Paraspinal muscle degeneration was not mentioned in previous studies as a risk factor for residual pain after PVP. However, the relationship between the paraspinal muscles and degenerative disc disease has become of great interest in recent years[12, 39, 40]. Several studies have found muscle atrophy of the paraspinal muscles in patients with lumbar spinal stenosis who have low back pain[41, 42]. Meanwhile, strengthening functional exercises of the back muscles has been shown to be effective in reducing nonspecific pain[43, 44]. Therefore, it can be speculated that there is a certain connection between paraspinal muscle degeneration and low back pain.
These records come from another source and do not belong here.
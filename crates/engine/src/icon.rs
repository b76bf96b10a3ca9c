//! Hierarchy-aware icon resolution.
//!
//! Separate from the descriptor-field icon (which inherits strictly down
//! the merge order): this resolver answers "what icon should the palette
//! show for this type" and walks declared interfaces before the
//! superclass at every level, using the first icon resource found. A
//! type whose winning resource lives in a project layer is re-resolved
//! on every request — the user can repaint the icon without triggering a
//! type reload, so presentation-level caching must stay off for it.

use armature_model::{IconRef, TypeName};
use parking_lot::Mutex;
use rustc_hash::{FxHashMap, FxHashSet};

use crate::introspect::Introspector;
use crate::resource::{ResourceLocator, icon_path};

/// Per-type icon cache and hierarchy walker.
#[derive(Default)]
pub struct IconResolver {
	cache: Mutex<FxHashMap<TypeName, IconRef>>,
}

impl IconResolver {
	/// Creates an empty resolver.
	pub fn new() -> Self {
		Self::default()
	}

	/// Resolves the icon for `ty`, consulting the cache when permitted.
	///
	/// `cacheable` is false for types whose icons must be rebuilt every
	/// session (the root type under the default policy).
	pub fn resolve(
		&self,
		ty: &TypeName,
		introspector: &dyn Introspector,
		locator: &ResourceLocator,
		cacheable: bool,
	) -> IconRef {
		if let Some(cached) = self.cache.lock().get(ty).cloned() {
			return cached;
		}

		let mut visited = FxHashSet::default();
		let icon = resolve_walk(ty, introspector, locator, &mut visited)
			.unwrap_or_else(IconRef::placeholder);

		// Project-layer icons are user-editable mid-session; never admit
		// them to the presentation cache.
		if cacheable && !icon.origin.is_project() {
			self.cache.lock().insert(ty.clone(), icon.clone());
		}
		icon
	}

	/// True when a cached icon would be served for `ty`.
	pub fn is_cached(&self, ty: &TypeName) -> bool {
		self.cache.lock().contains_key(ty)
	}

	/// Drops a single cached icon.
	pub fn forget(&self, ty: &TypeName) {
		self.cache.lock().remove(ty);
	}

	/// Clears the cache entirely.
	pub fn clear(&self) {
		self.cache.lock().clear();
	}
}

/// Finds the type's own icon resource, if any layer holds one.
pub fn own_icon(ty: &TypeName, locator: &ResourceLocator) -> Option<IconRef> {
	let path = icon_path(ty);
	locator.probe(&path).map(|origin| IconRef {
		owner: Some(ty.clone()),
		path: Some(path),
		origin,
	})
}

fn resolve_walk(
	ty: &TypeName,
	introspector: &dyn Introspector,
	locator: &ResourceLocator,
	visited: &mut FxHashSet<TypeName>,
) -> Option<IconRef> {
	if !visited.insert(ty.clone()) {
		return None;
	}
	if let Some(icon) = own_icon(ty, locator) {
		return Some(icon);
	}

	let model = introspector.type_model(ty)?;
	for interface in &model.interfaces {
		if let Some(icon) = resolve_walk(interface, introspector, locator, visited) {
			return Some(icon);
		}
	}
	let supertype = model.supertype.as_ref()?;
	resolve_walk(supertype, introspector, locator, visited)
}

#[cfg(test)]
mod tests {
	use std::sync::Arc;

	use armature_model::ResourceOrigin;

	use super::*;
	use crate::introspect::{TypeModel, TypeOrigin};
	use crate::resource::{MemoryLayer, ResourceLayer};

	struct Universe {
		types: FxHashMap<TypeName, Arc<TypeModel>>,
	}

	impl Universe {
		fn new(entries: &[(&str, Option<&str>, &[&str])]) -> Self {
			let mut types = FxHashMap::default();
			for (name, supertype, interfaces) in entries {
				let ty = TypeName::from(*name);
				types.insert(
					ty.clone(),
					Arc::new(TypeModel {
						name: ty,
						origin: TypeOrigin::Library("toolkit".into()),
						supertype: supertype.map(TypeName::from),
						interfaces: interfaces.iter().map(|i| TypeName::from(*i)).collect(),
						fields: Vec::new(),
						methods: Vec::new(),
						constructors: Vec::new(),
						preferred_hints: Vec::new(),
					}),
				);
			}
			Self { types }
		}
	}

	impl Introspector for Universe {
		fn type_model(&self, ty: &TypeName) -> Option<Arc<TypeModel>> {
			self.types.get(ty).cloned()
		}

		fn static_value(&self, _owner: &TypeName, _field: &str) -> Option<armature_model::Value> {
			None
		}
	}

	fn library_layer(icons: &[&str]) -> Arc<dyn ResourceLayer> {
		let mut layer = MemoryLayer::new(ResourceOrigin::Library("toolkit".into()));
		for icon in icons {
			layer.insert(*icon, "\u{89}PNG");
		}
		Arc::new(layer)
	}

	#[test]
	fn interfaces_win_over_superclass() {
		let universe = Universe::new(&[
			("toolkit.Fancy", Some("toolkit.Plain"), &["toolkit.Iconed"]),
			("toolkit.Plain", None, &[]),
			("toolkit.Iconed", None, &[]),
		]);
		let locator = ResourceLocator::new(vec![library_layer(&[
			"toolkit/Iconed.png",
			"toolkit/Plain.png",
		])]);

		let resolver = IconResolver::new();
		let icon = resolver.resolve(&TypeName::from("toolkit.Fancy"), &universe, &locator, true);
		assert_eq!(icon.owner, Some(TypeName::from("toolkit.Iconed")));
	}

	#[test]
	fn own_icon_wins_outright() {
		let universe = Universe::new(&[("toolkit.Fancy", None, &["toolkit.Iconed"])]);
		let locator = ResourceLocator::new(vec![library_layer(&[
			"toolkit/Fancy.png",
			"toolkit/Iconed.png",
		])]);

		let resolver = IconResolver::new();
		let icon = resolver.resolve(&TypeName::from("toolkit.Fancy"), &universe, &locator, true);
		assert_eq!(icon.owner, Some(TypeName::from("toolkit.Fancy")));
	}

	#[test]
	fn placeholder_when_nothing_found() {
		let universe = Universe::new(&[("toolkit.Bare", None, &[])]);
		let locator = ResourceLocator::new(vec![library_layer(&[])]);

		let resolver = IconResolver::new();
		let icon = resolver.resolve(&TypeName::from("toolkit.Bare"), &universe, &locator, true);
		assert!(icon.is_placeholder());
	}

	#[test]
	fn project_icons_are_not_cached() {
		let universe = Universe::new(&[("app.Panel", None, &[])]);
		let project =
			Arc::new(MemoryLayer::new(ResourceOrigin::Project).with("app/Panel.png", "png"));
		let locator = ResourceLocator::new(vec![project]);

		let resolver = IconResolver::new();
		let ty = TypeName::from("app.Panel");
		let icon = resolver.resolve(&ty, &universe, &locator, true);
		assert_eq!(icon.origin, ResourceOrigin::Project);
		assert!(!resolver.is_cached(&ty));

		let library = Universe::new(&[("toolkit.Button", None, &[])]);
		let locator = ResourceLocator::new(vec![library_layer(&["toolkit/Button.png"])]);
		let ty = TypeName::from("toolkit.Button");
		resolver.resolve(&ty, &library, &locator, true);
		assert!(resolver.is_cached(&ty));
	}
}
//! Error types for the descriptor data model.

use thiserror::Error;

/// Errors raised when constructing a [`crate::DescriptorKey`].
#[derive(Debug, Clone, PartialEq, Eq, Error)]
pub enum KeyError {
	/// A host was supplied without a suffix, or a suffix without a host.
	#[error("descriptor key for '{component}' must set host and suffix together")]
	HostSuffixMismatch {
		/// Qualified name of the component the key was built for.
		component: String,
	},
}

/// Errors raised when parsing a member signature from its canonical form.
#[derive(Debug, Clone, PartialEq, Eq, Error)]
pub enum SignatureError {
	/// The signature text is missing the parenthesized parameter list.
	#[error("signature '{0}' is missing a parameter list")]
	MissingParameterList(String),

	/// The signature text has no member name before the parameter list.
	#[error("signature '{0}' is missing a member name")]
	MissingName(String),

	/// A parameter type in the list is empty.
	#[error("signature '{0}' contains an empty parameter type")]
	EmptyParameter(String),
}

/// Failure to evaluate a default-value or argument expression.
///
/// Raised the first time a lazy value is read, and sticky: every later
/// read of the same [`crate::LazyValue`] re-surfaces the same error.
#[derive(Debug, Clone, PartialEq, Eq, Error)]
#[error("cannot evaluate expression '{expr}': {message}")]
pub struct EvalError {
	/// The offending expression text.
	pub expr: String,
	/// What went wrong.
	pub message: String,
}

impl EvalError {
	/// Creates an evaluation error for `expr`.
	pub fn new(expr: impl Into<String>, message: impl Into<String>) -> Self {
		Self { expr: expr.into(), message: message.into() }
	}
}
The results of our study showed that the degree of paraspinal muscle degeneration was significantly higher in group R than group N, and multivariate regression analysis proved that paraspinal muscle degeneration was an independent risk factor for postoperative residual back pain. However, the Goutalier grade classification method was used to qualitatively assess paraspinal muscle degeneration in this study, and a more precise quantitative analysis of paraspinal muscle fat infiltration was lacking. Therefore, quantitative analysis of paraspinal muscle fat infiltration is needed in the future and may be more helpful in clarifying the risk factors for residual back pain after PVP. Nomogram is a graphical model in which the probability of the outcome can be calculated. It has been im-proved to be a feasible model in risk prediction. So, we depicted and validated the nomogram based on a postoperative imaging parameters. Our nomogram could provide a precise predictionability for the residual back pain with a c-index of 0.774(0.696~0.852), and was validated to be 0.752 through bootstrapping validation.
Limitations:This study currently has some limitations. First, our study is a retrospective study with a relatively small sample size, which may result in some bias.
Second, we selected one month as our post-operation study period, the follow-up period was too short, therefore it was difficult to identify more risk factor, including BMD values, infection, re-collapse of the injured vertebra and adjacent vertebral body fractures, et al.Thus, multicenter, large sample, and a long follow-up period studies are needed to further establish the risk factors for residual back pain after PVP in patients with OVCFs.What’s more, our nomogram had a good performance in internal validation, but it still needs to be assessed externally in wider populations.
Conclusion: Our findings suggest that the IVC sign, posterior fascia oedema, blocky cement distribution, and severe paraspinal muscle degeneration are important risk factors for residual back pain after PVP in patients with OVCFs. We provide a nomogram that accurately predicts the risk of residual back pain after PVP.